As consultas presidenciais: a polarização entre “progressismo” e direita se aguça
Após o declínio da mobilização no país, a grande maioria dos setores nomeou a atual situação eleitoral como a continuação do que não se conseguiu nas ruas. As principais bandeiras ou slogans que foram acenados giravam em torno de “agora vem a mudança”, “agora protestamos nas urnas”, “vamos derrotar o Uribismo”, entre outros, mas essas eleições mostraram o contrário, a direita ainda está mais viva do que nunca e acabam validando que só a luta organizada na rua abrirá uma saída para uma mudança real na Colômbia.
Petro o candidato mais votado, uma vitória agridoce
Se formos à análise pura em termos estatísticos, o Pacto Histórico foi o grande vencedor, dita coligação obteve mais de 5,5 milhões de votos, onde Gustavo Petro foi o vencedor obtendo uma votação histórica, com mais de 4,4 milhões de votos, bem acima de Francia Márquez com 780 mil votos, candidatura que merece menção especial.
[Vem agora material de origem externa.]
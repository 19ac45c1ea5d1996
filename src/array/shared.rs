//! Buffers shared through an explicit arena
//!
//! A [`SharedArena`] maps integer handles to backing buffers. Each handle
//! carries a reference count that only changes through [`SharedArena::acquire`]
//! and [`SharedArena::release`]; a buffer is freed when its count reaches
//! zero, never as a side effect of dropping a wrapper.

use super::{subspace, Array};
use crate::element::Element;
use crate::errors::{CfArrayError, Result};
use crate::indexing::Indices;
use crate::masked::MaskedArray;
use std::any::Any;
use std::collections::HashMap;
use std::fmt;
use std::marker::PhantomData;
use std::sync::atomic::{AtomicU64, Ordering};
use std::sync::{Arc, Mutex, MutexGuard, OnceLock, PoisonError};
use tracing::debug;

/// Identifier of a buffer registered in an arena
#[derive(Debug, Clone, Copy, PartialEq, Eq, Hash)]
pub struct SharedHandle(u64);

impl SharedHandle {
    pub fn id(self) -> u64 {
        self.0
    }
}

impl fmt::Display for SharedHandle {
    fn fmt(&self, f: &mut fmt::Formatter<'_>) -> fmt::Result {
        write!(f, "{}", self.0)
    }
}

struct ArenaEntry {
    buffer: Arc<dyn Any + Send + Sync>,
    refs: usize,
}

/// Registry of reference-counted buffers
pub struct SharedArena {
    next: AtomicU64,
    entries: Mutex<HashMap<u64, ArenaEntry>>,
}

impl SharedArena {
    pub fn new() -> Self {
        Self {
            next: AtomicU64::new(1),
            entries: Mutex::new(HashMap::new()),
        }
    }

    /// The process-wide arena
    pub fn global() -> Arc<SharedArena> {
        static ARENA: OnceLock<Arc<SharedArena>> = OnceLock::new();
        Arc::clone(ARENA.get_or_init(|| Arc::new(SharedArena::new())))
    }

    fn lock(&self) -> MutexGuard<'_, HashMap<u64, ArenaEntry>> {
        self.entries.lock().unwrap_or_else(PoisonError::into_inner)
    }

    /// Register `array` with a reference count of one
    pub fn insert<T: Element>(&self, array: MaskedArray<T>) -> SharedHandle {
        let id = self.next.fetch_add(1, Ordering::Relaxed);
        self.lock().insert(
            id,
            ArenaEntry {
                buffer: Arc::new(array),
                refs: 1,
            },
        );
        debug!(handle = id, "registered shared buffer");
        SharedHandle(id)
    }

    /// Take another reference to a registered buffer
    ///
    /// # Errors
    ///
    /// Returns `SharedBuffer` if the handle is not registered.
    pub fn acquire(&self, handle: SharedHandle) -> Result<()> {
        let mut entries = self.lock();
        let entry = entries.get_mut(&handle.0).ok_or_else(|| released(handle))?;
        entry.refs += 1;
        Ok(())
    }

    /// Drop one reference; returns `true` if this freed the buffer
    ///
    /// # Errors
    ///
    /// Returns `SharedBuffer` if the handle is not registered.
    pub fn release(&self, handle: SharedHandle) -> Result<bool> {
        let mut entries = self.lock();
        let entry = entries.get_mut(&handle.0).ok_or_else(|| released(handle))?;
        entry.refs -= 1;
        if entry.refs == 0 {
            entries.remove(&handle.0);
            debug!(handle = handle.0, "freed shared buffer");
            return Ok(true);
        }
        Ok(false)
    }

    /// The buffer behind `handle`
    ///
    /// # Errors
    ///
    /// Returns `SharedBuffer` if the handle is not registered or holds a
    /// different element type.
    pub fn lookup<T: Element>(&self, handle: SharedHandle) -> Result<Arc<MaskedArray<T>>> {
        let buffer = self
            .lock()
            .get(&handle.0)
            .map(|entry| Arc::clone(&entry.buffer))
            .ok_or_else(|| released(handle))?;
        buffer
            .downcast::<MaskedArray<T>>()
            .map_err(|_| CfArrayError::SharedBuffer {
                handle: handle.0,
                message: format!("buffer does not hold {} elements", T::DATA_TYPE),
            })
    }

    /// Current reference count, or `None` once freed
    pub fn ref_count(&self, handle: SharedHandle) -> Option<usize> {
        self.lock().get(&handle.0).map(|entry| entry.refs)
    }

    /// Number of live buffers
    pub fn len(&self) -> usize {
        self.lock().len()
    }

    pub fn is_empty(&self) -> bool {
        self.len() == 0
    }
}

impl Default for SharedArena {
    fn default() -> Self {
        Self::new()
    }
}

impl fmt::Debug for SharedArena {
    fn fmt(&self, f: &mut fmt::Formatter<'_>) -> fmt::Result {
        f.debug_struct("SharedArena")
            .field("buffers", &self.len())
            .finish()
    }
}

fn released(handle: SharedHandle) -> CfArrayError {
    CfArrayError::SharedBuffer {
        handle: handle.0,
        message: "handle is not registered (already released?)".to_string(),
    }
}

/// An array whose values live in a [`SharedArena`]
///
/// Copies made with [`Array::copy`] share the handle without counting;
/// [`SharedArray::acquire`] creates a counted reference that must be
/// [`release`](SharedArray::release)d.
#[derive(Debug, Clone)]
pub struct SharedArray<T> {
    arena: Arc<SharedArena>,
    handle: SharedHandle,
    shape: Vec<usize>,
    _element: PhantomData<T>,
}

impl<T: Element> SharedArray<T> {
    /// Register `array` in `arena` and wrap the new handle
    pub fn create(arena: &Arc<SharedArena>, array: MaskedArray<T>) -> Self {
        let shape = array.shape().to_vec();
        let handle = arena.insert(array);
        Self {
            arena: Arc::clone(arena),
            handle,
            shape,
            _element: PhantomData,
        }
    }

    pub fn handle(&self) -> SharedHandle {
        self.handle
    }

    pub fn arena(&self) -> &Arc<SharedArena> {
        &self.arena
    }

    /// A counted reference to the same buffer
    ///
    /// # Errors
    ///
    /// Returns `SharedBuffer` if the buffer was already freed.
    pub fn acquire(&self) -> Result<Self> {
        self.arena.acquire(self.handle)?;
        Ok(self.clone())
    }

    /// Give up this reference; returns `true` if the buffer was freed
    ///
    /// # Errors
    ///
    /// Returns `SharedBuffer` if the buffer was already freed.
    pub fn release(self) -> Result<bool> {
        self.arena.release(self.handle)
    }
}

impl<T: Element> Array for SharedArray<T> {
    type Elem = T;

    fn shape(&self) -> &[usize] {
        &self.shape
    }

    fn get(&self, indices: &Indices) -> Result<MaskedArray<T>> {
        let buffer = self.arena.lookup::<T>(self.handle)?;
        subspace(&buffer, indices)
    }

    fn copy(&self) -> Self {
        self.clone()
    }

    fn is_in_memory(&self) -> bool {
        true
    }
}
Embora Petro tenha obtido uma vitória tão avassaladora, se compararmos sua votação particular com o mais próximo que foi o primeiro turno presidencial de 2018, ele diminuiu em quase 360 mil votos e a Coalizão só conseguiu atrair um milhão de novos votos, motivo de preocupação considerando levar em conta a forte expectativa que os cercava, a partir da qual algumas deduções poderiam ser feitas:
1 . Embora o Pacto Histórico tenha tido um importante impulso devido à força que foi desdobrada na rua, ainda não conseguiu cativar grande parte da população, a abstenção aumentou quase 2% em relação aos parlamentares de 2018 e houve mais de um milhão de votos em branco. Embora as eleições presidenciais não sejam tratadas da mesma forma que as parlamentares, o Pacto não tem sido fácil.
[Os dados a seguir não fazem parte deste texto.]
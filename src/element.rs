//! Element types stored in compressed and uncompressed arrays

use std::fmt;

/// Numeric data types of NetCDF variables
#[derive(Debug, Clone, Copy, PartialEq, Eq, Hash)]
pub enum DataType {
    Int8,
    UInt8,
    Int16,
    UInt16,
    Int32,
    UInt32,
    Int64,
    UInt64,
    Float32,
    Float64,
}

impl DataType {
    /// NumPy-style name of the data type
    #[must_use]
    pub const fn name(self) -> &'static str {
        match self {
            Self::Int8 => "int8",
            Self::UInt8 => "uint8",
            Self::Int16 => "int16",
            Self::UInt16 => "uint16",
            Self::Int32 => "int32",
            Self::UInt32 => "uint32",
            Self::Int64 => "int64",
            Self::UInt64 => "uint64",
            Self::Float32 => "float32",
            Self::Float64 => "float64",
        }
    }

    /// Size of one element in bytes
    #[must_use]
    pub const fn size_of(self) -> usize {
        match self {
            Self::Int8 | Self::UInt8 => 1,
            Self::Int16 | Self::UInt16 => 2,
            Self::Int32 | Self::UInt32 | Self::Float32 => 4,
            Self::Int64 | Self::UInt64 | Self::Float64 => 8,
        }
    }
}

impl fmt::Display for DataType {
    fn fmt(&self, f: &mut fmt::Formatter<'_>) -> fmt::Result {
        f.write_str(self.name())
    }
}

/// A cell type that can be read from NetCDF, held in memory and spilled to disk
pub trait Element:
    Copy
    + Default
    + PartialEq
    + fmt::Debug
    + Send
    + Sync
    + bytemuck::Pod
    + num_traits::NumCast
    + netcdf::NcTypeDescriptor
    + 'static
{
    /// The data type reported by arrays of this element
    const DATA_TYPE: DataType;
}

macro_rules! impl_element {
    ($($t:ty => $dtype:ident),* $(,)?) => {
        $(
            impl Element for $t {
                const DATA_TYPE: DataType = DataType::$dtype;
            }
        )*
    };
}

impl_element!(
    i8 => Int8,
    u8 => UInt8,
    i16 => Int16,
    u16 => UInt16,
    i32 => Int32,
    u32 => UInt32,
    i64 => Int64,
    u64 => UInt64,
    f32 => Float32,
    f64 => Float64,
);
2. As alianças que estão sendo feitas por cima no Pacto estão afetando Petro: a participação dos anti-direitos Saade, Roy Barreras e Benedetti, a composição das listas fechadas, as reuniões com o Partido Liberal e Luis Pérez, fizeram que principalmente um setor de jovens e mulheres têm dúvidas e decidiram apostar em outras forças ou se abster.
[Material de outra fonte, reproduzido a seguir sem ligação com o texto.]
//! Compression descriptors and their validation
//!
//! A [`CompressionDescriptor`] records how a compressed store maps onto its
//! uncompressed (logical) shape, using the CF conventions for gathered and
//! ragged arrays. Descriptors are checked against the store and logical
//! shapes before an adapter is built, so decompression itself cannot fail.

use crate::errors::{CfArrayError, Result};
use serde::{Deserialize, Serialize};
use serde_json::Value as JsonValue;
use std::fmt;
use std::str::FromStr;

/// The four CF compression encodings
#[derive(Debug, Clone, Copy, PartialEq, Eq, Hash)]
pub enum CompressionKind {
    Gathered,
    RaggedContiguous,
    RaggedIndexed,
    RaggedIndexedContiguous,
}

impl CompressionKind {
    #[must_use]
    pub const fn as_str(self) -> &'static str {
        match self {
            Self::Gathered => "gathered",
            Self::RaggedContiguous => "ragged_contiguous",
            Self::RaggedIndexed => "ragged_indexed",
            Self::RaggedIndexedContiguous => "ragged_indexed_contiguous",
        }
    }

    /// Mapping fields a descriptor of this kind carries
    const fn fields(self) -> &'static [&'static str] {
        match self {
            Self::Gathered => &["sample_axis", "collapsed_axes", "list"],
            Self::RaggedContiguous => &["count"],
            Self::RaggedIndexed => &["index"],
            Self::RaggedIndexedContiguous => &["count", "index"],
        }
    }
}

impl fmt::Display for CompressionKind {
    fn fmt(&self, f: &mut fmt::Formatter<'_>) -> fmt::Result {
        f.write_str(self.as_str())
    }
}

impl FromStr for CompressionKind {
    type Err = CfArrayError;

    fn from_str(s: &str) -> Result<Self> {
        match s {
            "gathered" => Ok(Self::Gathered),
            "ragged_contiguous" => Ok(Self::RaggedContiguous),
            "ragged_indexed" => Ok(Self::RaggedIndexed),
            "ragged_indexed_contiguous" => Ok(Self::RaggedIndexedContiguous),
            other => Err(CfArrayError::InvalidCompressionKind {
                kind: other.to_string(),
            }),
        }
    }
}

/// Compression by gathering: `collapsed_axes` consecutive logical axes,
/// starting at `sample_axis`, are replaced in the store by one sample axis
#[derive(Debug, Clone, PartialEq, Eq, Serialize, Deserialize)]
pub struct GatheredMapping {
    /// Position of the sample axis in the store (and of the first collapsed
    /// axis in the logical array)
    pub sample_axis: usize,
    /// Number of logical axes collapsed into the sample axis
    pub collapsed_axes: usize,
    /// For each sample, the row-major position within the collapsed axes
    pub list: Vec<usize>,
}

/// Contiguous ragged array: instance `i` owns the next `count[i]` elements
#[derive(Debug, Clone, PartialEq, Eq, Serialize, Deserialize)]
pub struct ContiguousMapping {
    pub count: Vec<usize>,
}

/// Indexed ragged array: element `e` belongs to instance `index[e]`
#[derive(Debug, Clone, PartialEq, Eq, Serialize, Deserialize)]
pub struct IndexedMapping {
    pub index: Vec<usize>,
}

/// Indexed contiguous ragged array: profile `p` owns the next `count[p]`
/// elements and belongs to instance `index[p]`
#[derive(Debug, Clone, PartialEq, Eq, Serialize, Deserialize)]
pub struct IndexedContiguousMapping {
    pub count: Vec<usize>,
    pub index: Vec<usize>,
}

/// How a compressed store maps onto its logical shape
#[derive(Debug, Clone, PartialEq, Eq)]
pub enum CompressionDescriptor {
    Gathered(GatheredMapping),
    RaggedContiguous(ContiguousMapping),
    RaggedIndexed(IndexedMapping),
    RaggedIndexedContiguous(IndexedContiguousMapping),
}

impl CompressionDescriptor {
    #[must_use]
    pub const fn kind(&self) -> CompressionKind {
        match self {
            Self::Gathered(_) => CompressionKind::Gathered,
            Self::RaggedContiguous(_) => CompressionKind::RaggedContiguous,
            Self::RaggedIndexed(_) => CompressionKind::RaggedIndexed,
            Self::RaggedIndexedContiguous(_) => CompressionKind::RaggedIndexedContiguous,
        }
    }

    /// Build a descriptor from a JSON object with a `kind` field
    ///
    /// # Errors
    ///
    /// Returns `InvalidCompressionKind` for an unknown kind, and
    /// `InvalidDescriptor` if the value is not an object or has missing,
    /// unknown or mistyped fields.
    pub fn from_json(value: &JsonValue) -> Result<Self> {
        let object = value
            .as_object()
            .ok_or_else(|| CfArrayError::invalid_descriptor("expected a JSON object"))?;
        let kind: CompressionKind = object
            .get("kind")
            .and_then(JsonValue::as_str)
            .ok_or_else(|| CfArrayError::invalid_descriptor("missing string field 'kind'"))?
            .parse()?;

        let mut fields = object.clone();
        fields.remove("kind");
        if let Some(unknown) = fields.keys().find(|key| !kind.fields().contains(&key.as_str())) {
            return Err(CfArrayError::invalid_descriptor(format!(
                "unknown field '{unknown}' for {kind} compression"
            )));
        }

        let fields = JsonValue::Object(fields);
        Ok(match kind {
            CompressionKind::Gathered => Self::Gathered(serde_json::from_value(fields)?),
            CompressionKind::RaggedContiguous => {
                Self::RaggedContiguous(serde_json::from_value(fields)?)
            }
            CompressionKind::RaggedIndexed => Self::RaggedIndexed(serde_json::from_value(fields)?),
            CompressionKind::RaggedIndexedContiguous => {
                Self::RaggedIndexedContiguous(serde_json::from_value(fields)?)
            }
        })
    }

    /// Parse a descriptor from JSON text
    ///
    /// # Errors
    ///
    /// See [`from_json`](Self::from_json).
    pub fn from_json_str(text: &str) -> Result<Self> {
        Self::from_json(&serde_json::from_str(text)?)
    }

    /// JSON object with a `kind` field and the mapping fields
    ///
    /// # Errors
    ///
    /// Returns `InvalidDescriptor` if serialisation fails.
    pub fn to_json(&self) -> Result<JsonValue> {
        let mut value = match self {
            Self::Gathered(mapping) => serde_json::to_value(mapping)?,
            Self::RaggedContiguous(mapping) => serde_json::to_value(mapping)?,
            Self::RaggedIndexed(mapping) => serde_json::to_value(mapping)?,
            Self::RaggedIndexedContiguous(mapping) => serde_json::to_value(mapping)?,
        };
        if let JsonValue::Object(object) = &mut value {
            object.insert("kind".to_string(), JsonValue::from(self.kind().as_str()));
        }
        Ok(value)
    }

    /// Check that a store of `store_shape` can be decompressed into
    /// `logical_shape` under this descriptor
    ///
    /// # Errors
    ///
    /// Returns `ShapeMismatch` describing the first inconsistency found.
    pub fn validate(&self, store_shape: &[usize], logical_shape: &[usize]) -> Result<()> {
        match self {
            Self::Gathered(mapping) => validate_gathered(mapping, store_shape, logical_shape),
            Self::RaggedContiguous(mapping) => {
                validate_ragged(store_shape, logical_shape, 1)?;
                validate_counts(&mapping.count, store_shape[0], logical_shape[0], logical_shape[1])
            }
            Self::RaggedIndexed(mapping) => {
                validate_ragged(store_shape, logical_shape, 1)?;
                let (instances, max_elements) = (logical_shape[0], logical_shape[1]);
                if mapping.index.len() != store_shape[0] {
                    return Err(CfArrayError::shape_mismatch(format!(
                        "index has {} entries but the store has {} elements",
                        mapping.index.len(),
                        store_shape[0]
                    )));
                }
                validate_index(&mapping.index, instances, max_elements, "elements")
            }
            Self::RaggedIndexedContiguous(mapping) => {
                validate_ragged(store_shape, logical_shape, 2)?;
                if mapping.count.len() != mapping.index.len() {
                    return Err(CfArrayError::shape_mismatch(format!(
                        "count has {} profiles but index has {}",
                        mapping.count.len(),
                        mapping.index.len()
                    )));
                }
                validate_counts(
                    &mapping.count,
                    store_shape[0],
                    mapping.count.len(),
                    logical_shape[2],
                )?;
                validate_index(&mapping.index, logical_shape[0], logical_shape[1], "profiles")
            }
        }
    }
}

fn validate_gathered(
    mapping: &GatheredMapping,
    store_shape: &[usize],
    logical_shape: &[usize],
) -> Result<()> {
    let GatheredMapping {
        sample_axis,
        collapsed_axes,
        list,
    } = mapping;
    let (axis, k) = (*sample_axis, *collapsed_axes);

    if k == 0 {
        return Err(CfArrayError::shape_mismatch(
            "a gathered array must collapse at least one axis",
        ));
    }
    if axis >= store_shape.len() {
        return Err(CfArrayError::shape_mismatch(format!(
            "sample axis {axis} does not exist in a {}-dimensional store",
            store_shape.len()
        )));
    }
    if logical_shape.len() != store_shape.len() + k - 1 {
        return Err(CfArrayError::shape_mismatch(format!(
            "store of shape {store_shape:?} with {k} collapsed axes cannot produce shape {logical_shape:?}"
        )));
    }
    if store_shape[..axis] != logical_shape[..axis]
        || store_shape[axis + 1..] != logical_shape[axis + k..]
    {
        return Err(CfArrayError::shape_mismatch(format!(
            "uncompressed axes of store shape {store_shape:?} do not match shape {logical_shape:?}"
        )));
    }
    if list.len() != store_shape[axis] {
        return Err(CfArrayError::shape_mismatch(format!(
            "list has {} entries but the sample axis has size {}",
            list.len(),
            store_shape[axis]
        )));
    }

    let collapsed_size: usize = logical_shape[axis..axis + k].iter().product();
    let mut seen = vec![false; collapsed_size];
    for &position in list {
        if position >= collapsed_size {
            return Err(CfArrayError::shape_mismatch(format!(
                "list value {position} is outside the {collapsed_size} gathered positions"
            )));
        }
        if std::mem::replace(&mut seen[position], true) {
            return Err(CfArrayError::shape_mismatch(format!(
                "list value {position} appears more than once"
            )));
        }
    }
    Ok(())
}

/// Ragged stores have one element axis replacing `ragged_axes + 1` logical axes
fn validate_ragged(store_shape: &[usize], logical_shape: &[usize], ragged_axes: usize) -> Result<()> {
    if store_shape.is_empty() || logical_shape.len() != store_shape.len() + ragged_axes {
        return Err(CfArrayError::shape_mismatch(format!(
            "ragged store of shape {store_shape:?} cannot produce shape {logical_shape:?}"
        )));
    }
    if store_shape[1..] != logical_shape[ragged_axes + 1..] {
        return Err(CfArrayError::shape_mismatch(format!(
            "trailing axes of store shape {store_shape:?} do not match shape {logical_shape:?}"
        )));
    }
    Ok(())
}

fn validate_counts(
    count: &[usize],
    store_elements: usize,
    expected_runs: usize,
    max_run: usize,
) -> Result<()> {
    if count.len() != expected_runs {
        return Err(CfArrayError::shape_mismatch(format!(
            "count has {} entries, expected {expected_runs}",
            count.len()
        )));
    }
    let total: usize = count.iter().sum();
    if total != store_elements {
        return Err(CfArrayError::shape_mismatch(format!(
            "counts sum to {total} but the store has {store_elements} elements"
        )));
    }
    if let Some(&longest) = count.iter().max() {
        if longest > max_run {
            return Err(CfArrayError::shape_mismatch(format!(
                "a count of {longest} does not fit an axis of size {max_run}"
            )));
        }
    }
    Ok(())
}

fn validate_index(index: &[usize], instances: usize, capacity: usize, what: &str) -> Result<()> {
    let mut per_instance = vec![0usize; instances];
    for &instance in index {
        let slot = per_instance.get_mut(instance).ok_or_else(|| {
            CfArrayError::shape_mismatch(format!(
                "index value {instance} is outside the {instances} instances"
            ))
        })?;
        *slot += 1;
        if *slot > capacity {
            return Err(CfArrayError::shape_mismatch(format!(
                "instance {instance} has more than {capacity} {what}"
            )));
        }
    }
    Ok(())
}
3 . Enfrentar a maquinaria, o clientelismo, a corrupção, sem a força organizada na rua, confiando nas instituições, é apenas uma ilusão. O surto social não conseguiu desferir um golpe retumbante no regime, nem nas suas estruturas políticas, apenas os dispersou, questão que é demonstrada pelos resultados obtidos pelos seus partidos nas eleições parlamentares.
Francia Márquez: candidata a vice-presidente do Pacto Histórico
Os resultados obtidos por Francia Márquez nessas eleições fizeram dela um novo fenômeno político no país. Tendo obtido mais de 780.000 votos, sendo sua primeira vez em uma disputa eleitoral e sem ter maquinário em relação a outras candidaturas, eles a colocaram em uma posição impensável há alguns meses. Foi a terceira mais votada nestas eleições, obtendo uma votação superior à de candidatos como Álex Char, David Barguil, Enrique Peñalosa, Sergio Fajardo, Alejandro Gaviria, Jorge Enrique Robledo, Juan Manuel Galán, entre outros, cuja experiência, maquinaria , ou o apoio do partido, ou todos juntos, não permitiu que eles a superassem na votação.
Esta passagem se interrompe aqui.